Parla anche biellese la medaglia d’argento olimpica conquistata in Brasile, lunedì 8 agosto, da Giovanni Pellielo, sovrintendente vercellese della Polizia Penitenziaria. A sparare, infatti, ha imparato al Tiro a volo di via Rivetti, a Biella, dove ha ancora tirato qualche colpo soltanto lo scorso mese di dicembre.
“Lo ricordiamo ragazzino – spiegano gli amici del poligono – quando a portarlo qui era la mamma. Poi, più grandicello, arrivava da Vercelli in sella alla sua Vespa. Se sparava da noi era perché lo sfondo di luce, verde, è simile a quello delle fosse olimpiche”.
Ed è stato così per anni. Anni che hanno formato un campione dal talento eccezionale forse penalizzato dalla sfortuna, nel corso dell’ultima gara.
“Ha utilizzato occhiali chiari – continuano dal Tiro a volo – e questo a nostro avviso lo ha sfavorito. Sarà per la prossima occasione”.
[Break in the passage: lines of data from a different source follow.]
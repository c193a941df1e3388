//! Result alias and extension combinators.
//!
//! Keeps call sites free of unwrap/expect: errors either propagate with `?`,
//! become a [`Notice`] at the reporting boundary, or are dropped on purpose
//! with a trace line.

use crate::error::{Error, Notice};

/// The standard Result type for edgeviz operations.
///
/// # Examples
///
/// ```
/// use edgeviz_core::{Error, Result};
///
/// fn require(label: &str) -> Result<&str> {
///     if label.is_empty() {
///         return Err(Error::SourceNotFound(label.to_string()));
///     }
///     Ok(label)
/// }
///
/// assert!(require("A").is_ok());
/// assert!(require("").is_err());
/// ```
pub type Result<T> = std::result::Result<T, Error>;

/// Extension trait providing reporting combinators for Results.
pub trait ResultExt<T> {
    /// Drop the error on purpose, leaving a `debug` trace naming what was skipped.
    fn ok_or_trace(self, what: &str) -> Option<T>;

    /// Convert the error into a user-facing [`Notice`].
    fn into_notice(self) -> std::result::Result<T, Notice>;
}

impl<T> ResultExt<T> for Result<T> {
    fn ok_or_trace(self, what: &str) -> Option<T> {
        match self {
            Ok(value) => Some(value),
            Err(e) => {
                tracing::debug!(error = %e, "{what} skipped");
                None
            }
        }
    }

    fn into_notice(self) -> std::result::Result<T, Notice> {
        self.map_err(Notice::from)
    }
}

#[cfg(test)]
mod tests {
    use super::*;
    use crate::error::Severity;

    #[test]
    fn test_ok_or_trace_ok() {
        let result: Result<i32> = Ok(42);
        assert_eq!(result.ok_or_trace("answer"), Some(42));
    }

    #[test]
    fn test_ok_or_trace_err() {
        let result: Result<i32> = Err(Error::Unexpected("boom".into()));
        assert_eq!(result.ok_or_trace("answer"), None);
    }

    #[test]
    fn test_into_notice_carries_severity() {
        let result: Result<()> = Err(Error::no_path("A", "B"));
        let notice = result.into_notice().err();
        assert_eq!(notice.map(|n| n.severity), Some(Severity::Info));
    }
}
Un’occasione che, purtroppo, non prevede per ora allenamenti a Biella. La struttura, infatti, è stata temporaneamente chiusa. Da anni è nel mirino di chi accusa il Tiro a volo di inquinare l’area circostante. Quindi, difficile immaginare di avere ancora ospite in città un pluri medagliato olimpico.